## ABOUT THIS TASK:
Copy out the listing below so that each line matches exactly.
"""
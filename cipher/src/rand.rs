use xrand::rngs::OsRng;
use xrand::RngCore;

pub trait Rand: Default {
    fn rand(&mut self, random: &mut [u8]);
}

/// 默认使用OsRng
#[derive(Copy, Clone, Default)]
pub struct DefaultRand {
    rng: OsRng,
}

impl Rand for DefaultRand {
    fn rand(&mut self, random: &mut [u8]) {
        self.rng.fill_bytes(random);
    }
}
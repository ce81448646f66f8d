use crate::client::{KeyServer, WireKey};
use crate::cmd::config::MsgrConfig;
use crate::cmd::Cmd;
use crate::store::KeyStore;
use clap::{value_parser, Arg, ArgAction, ArgMatches, Command};

#[derive(Default)]
pub struct SendKeyCmd;

impl Cmd for SendKeyCmd {
    const NAME: &'static str = "sendKey";

    fn cmd() -> Command {
        Command::new(Self::NAME)
            .about("register the local public key with the server under an email")
            .arg(
                Arg::new("email")
                    .value_name("EMAIL")
                    .action(ArgAction::Set)
                    .required(true)
                    .value_parser(value_parser!(String))
                    .help("to specify the email to register the key under"),
            )
    }

    fn run(&self, m: &ArgMatches) -> anyhow::Result<()> {
        let email = m.get_one::<String>("email").cloned().unwrap();

        let store = KeyStore::current()?;
        let public = store.load_public()?;

        let server = KeyServer::new(&MsgrConfig::config().server)?;
        server.key_put(
            &email,
            &WireKey {
                email: email.clone(),
                key: public.encode64(),
            },
        )?;

        // the private key may now decode messages addressed to `email`
        let mut private = store.load_private()?;
        private.add_email(&email);
        store.save_private(&private)?;

        log::info!("key registered for `{email}`");
        Ok(())
    }
}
"""
## SOLUTION TO THE PROBLEM:
filename cipher/src/rand.rs
use xrand::rngs::OsRng;
use xrand::RngCore;

pub trait Rand: Default {
    fn rand(&mut self, random: &mut [u8]);
}

/// 默认使用OsRng
#[derive(Copy, Clone, Default)]
pub struct DefaultRand {
    rng: OsRng,
}

impl Rand for DefaultRand {
    fn rand(&mut self, random: &mut [u8]) {
        self.rng.fill_bytes(random);
    }
}
repository ce81448646f66f8d
use crate::client::{KeyServer, WireKey};
use crate::cmd::config::MsgrConfig;
use crate::cmd::Cmd;
use crate::store::KeyStore;
use clap::{value_parser, Arg, ArgAction, ArgMatches, Command};

#[derive(Default)]
pub struct SendKeyCmd;

impl Cmd for SendKeyCmd {
    const NAME: &'static str = "sendKey";

    fn cmd() -> Command {
        Command::new(Self::NAME)
            .about("register the local public key with the server under an email")
            .arg(
                Arg::new("email")
                    .value_name("EMAIL")
                    .action(ArgAction::Set)
                    .required(true)
                    .value_parser(value_parser!(String))
                    .help("to specify the email to register the key under"),
            )
    }

    fn run(&self, m: &ArgMatches) -> anyhow::Result<()> {
        let email = m.get_one::<String>("email").cloned().unwrap();

        let store = KeyStore::current()?;
        let public = store.load_public()?;

        let server = KeyServer::new(&MsgrConfig::config().server)?;
        server.key_put(
            &email,
            &WireKey {
                email: email.clone(),
                key: public.encode64(),
            },
        )?;

        // the private key may now decode messages addressed to `email`
        let mut private = store.load_private()?;
        private.add_email(&email);
        store.save_private(&private)?;

        log::info!("key registered for `{email}`");
        Ok(())
    }
}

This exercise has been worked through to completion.